I. Civil Litigations Settlement

At the outset, the court notes that the AR Capital parties "are only seeking coverage for the portion of the Civil Litigations Settlement attributable to the Individuals' Loss, not AR Capital's" (NYSCEF Doc No. 349, AR Capital parties' memorandum of law, at 3-4).

The Insurers argue that the individual defendants are not entitled to coverage for the settlements in the Securities Class Action and Derivative Action because they faced liability solely for acts undertaken in their uninsured capacities as directors and officers of VEREIT. In addition, the Insurers contend that the AR Capital parties did not pay any amount to settle the Derivative Action and did not suffer any Loss.

The AR Capital parties counter that the Securities Class Action and the Derivative Action allege that the individual defendants, as directors and officers of AR Capital and its subsidiaries, enriched themselves at the expense of VEREIT by causing VEREIT to make improper and inflated payments to AR Capital and its subsidiaries. The AR Capital parties contend that the Securities Class Action and Derivative Action complaints contain numerous allegations that they engaged in wrongful conduct in an AR Capital capacity. Thus, they allege, these allegations satisfy the policy's definition of Wrongful Act. According to the AR Capital parties, the individual defendants incurred Loss in settling the Derivative Action, since they agreed to contribute $225 million to a global settlement to settle the Securities Class Action, as well as any claims in the Derivative Action.

"In determining a dispute over insurance coverage, we first look to the language of the policy" (Consolidated Edison Co. of N.Y., 98 NY2d at 221). In addition, the court must "construe the policy in way that 'affords a fair meaning to all of the language employed by the parties in the contract and leaves no provision without force and effect'" (id. at 221-222, quoting Hooper Assoc. v AGS Computers, 74 NY2d 487, 493 [1989]). "As with any contract, unambiguous provisions of an insurance contract must be given their plain and ordinary meaning . . . and the interpretation of such provisions is a question of law for the court" (White v Continental Cas. Co., 9 NY3d 264, 267 [2007] [citation omitted]). If the policy terms are ambiguous, the parties may submit extrinsic evidence as an aid in construction, and any ambiguity must be construed in favor of the insured and against the insurer (Matter of Mostow v State Farm Ins. Cos., 88 NY2d 321, 326 [1996]; State of New York v Home Indem. Co., 66 NY2d 669, 671 [1985]).

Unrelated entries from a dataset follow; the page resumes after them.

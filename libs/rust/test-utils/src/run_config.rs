//! Run configuration for deterministic property-based tests.
//!
//! A [`RunConfig`] is built once from the environment at suite start and is
//! immutable afterwards. It drives both case generation (seed, run count)
//! and the assertion helpers (verbosity).

use std::time::Duration;

use meugrind_common::{EnvSource, ProcessEnv, flag_enabled, parse_env_or};
use proptest::test_runner::{Config as ProptestConfig, RngAlgorithm, RngSeed, TestRng};
use serde::{Deserialize, Serialize};

/// Seed used when `FAST_CHECK_SEED` is absent or unparsable.
pub const DEFAULT_SEED: u64 = 42;

/// Run count used when `FAST_CHECK_NUM_RUNS` is absent or unparsable.
pub const DEFAULT_NUM_RUNS: u32 = 100;

/// Time budget forwarded to the property runner.
pub const DEFAULT_TIMEOUT: Duration = Duration::from_secs(30);

/// Environment marker used when `NODE_ENV` is unset.
pub const TEST_ENVIRONMENT: &str = "test";

/// Environment variables consumed by [`load_run_config`].
pub mod vars {
    /// Environment marker.
    pub const NODE_ENV: &str = "NODE_ENV";
    /// Generation seed.
    pub const SEED: &str = "FAST_CHECK_SEED";
    /// Number of cases per property.
    pub const NUM_RUNS: &str = "FAST_CHECK_NUM_RUNS";
    /// CI indicator, enables verbose reporting.
    pub const CI: &str = "CI";
    /// Explicit verbose flag, also disables diagnostic suppression.
    pub const VERBOSE: &str = "VERBOSE";
}

/// Process-wide settings for randomized test execution.
#[derive(Debug, Clone, PartialEq, Eq, Serialize, Deserialize)]
pub struct RunConfig {
    /// Seed fixing the sequence of generated inputs
    pub seed: u64,
    /// Successful cases required per property
    pub num_runs: u32,
    /// Verbose failure reporting (CI or explicit override)
    pub verbose: bool,
    /// Time budget forwarded to the property runner
    pub timeout: Duration,
    /// Set only by `VERBOSE=true`; keeps diagnostics visible
    pub verbose_override: bool,
    /// Value of `NODE_ENV`, or [`TEST_ENVIRONMENT`] when unset
    pub environment: String,
}

impl Default for RunConfig {
    fn default() -> Self {
        Self {
            seed: DEFAULT_SEED,
            num_runs: DEFAULT_NUM_RUNS,
            verbose: false,
            timeout: DEFAULT_TIMEOUT,
            verbose_override: false,
            environment: TEST_ENVIRONMENT.to_string(),
        }
    }
}

impl RunConfig {
    /// Set the seed.
    #[must_use]
    pub const fn with_seed(mut self, seed: u64) -> Self {
        self.seed = seed;
        self
    }

    /// Set the number of runs.
    #[must_use]
    pub const fn with_num_runs(mut self, num_runs: u32) -> Self {
        self.num_runs = num_runs;
        self
    }

    /// Enable verbose reporting and keep diagnostics visible.
    #[must_use]
    pub const fn with_verbose_override(mut self) -> Self {
        self.verbose = true;
        self.verbose_override = true;
        self
    }

    /// Whether diagnostic output should be suppressed during the run.
    #[must_use]
    pub const fn suppresses_diagnostics(&self) -> bool {
        !self.verbose_override
    }

    /// Timeout in whole milliseconds, saturating at `u32::MAX`.
    #[must_use]
    pub fn timeout_ms(&self) -> u32 {
        u32::try_from(self.timeout.as_millis()).unwrap_or(u32::MAX)
    }

    /// Build the proptest configuration for this run.
    ///
    /// The timeout bounds shrinking rather than individual cases: a per-case
    /// timeout makes proptest fork, which runners built outside the
    /// `proptest!` macro cannot do. Generation is seeded from
    /// [`RunConfig::seed`] and failure persistence is disabled; a failing run
    /// is reproduced from the seed, not from a regression file.
    #[must_use]
    pub fn proptest_config(&self) -> ProptestConfig {
        ProptestConfig {
            cases: self.num_runs,
            rng_algorithm: RngAlgorithm::ChaCha,
            rng_seed: RngSeed::Fixed(self.seed),
            max_shrink_time: self.timeout_ms(),
            timeout: 0,
            fork: false,
            verbose: u32::from(self.verbose),
            failure_persistence: None,
            ..ProptestConfig::default()
        }
    }

    /// Deterministic generator seeded from [`RunConfig::seed`].
    #[must_use]
    pub fn rng(&self) -> TestRng {
        let mut bytes = [0u8; 32];
        bytes[..8].copy_from_slice(&self.seed.to_le_bytes());
        TestRng::from_seed(RngAlgorithm::ChaCha, &bytes)
    }
}

/// Load the run configuration from the process environment.
///
/// Malformed values silently degrade to their defaults.
#[must_use]
pub fn load_run_config() -> RunConfig {
    load_run_config_from(&ProcessEnv)
}

/// Load the run configuration from an arbitrary environment source.
#[must_use]
pub fn load_run_config_from<E: EnvSource + ?Sized>(env: &E) -> RunConfig {
    let verbose_override = flag_enabled(env, vars::VERBOSE);

    RunConfig {
        seed: parse_env_or(env, vars::SEED, DEFAULT_SEED),
        num_runs: parse_env_or(env, vars::NUM_RUNS, DEFAULT_NUM_RUNS),
        verbose: flag_enabled(env, vars::CI) || verbose_override,
        timeout: DEFAULT_TIMEOUT,
        verbose_override,
        environment: env
            .var(vars::NODE_ENV)
            .unwrap_or_else(|| TEST_ENVIRONMENT.to_string()),
    }
}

Under Insuring Agreement B, the policy covers Loss resulting from a "Claim . . . made against the Insured Persons . . . for a Wrongful Act" (NYSCEF Doc No. 305, XL's policy, form DO 71 00 09 99, insuring agreements, section I [B]). Loss is defined as "settlements . . . that the insured is legally obligated to pay" (id., section II [M], as amended by endorsement 10). Wrongful Act, in turn, is defined as "any actual or alleged act, omission, misstatement, misleading statement, neglect, or breach of duty by any Insured Person while acting in his or her capacity as . . . an Insured Person of the Company" and "any matter asserted against an Insured Person solely by reason of his or her status as a director or officer of the Company" (id., section II [S], as amended by endorsements 18, 20). There is no dispute that the individual defendants qualify as Insured Persons or that AR Capital is a Company (id., section II [D], declarations page). VEREIT, however, is not.

Here, the Insurers have demonstrated prima facie that the individual defendants were not legally obligated to pay the settlements in the Securities Class Action and Derivative Action, i.e., the settlements did not result from Claims for their Wrongful Acts in an AR Capital capacity.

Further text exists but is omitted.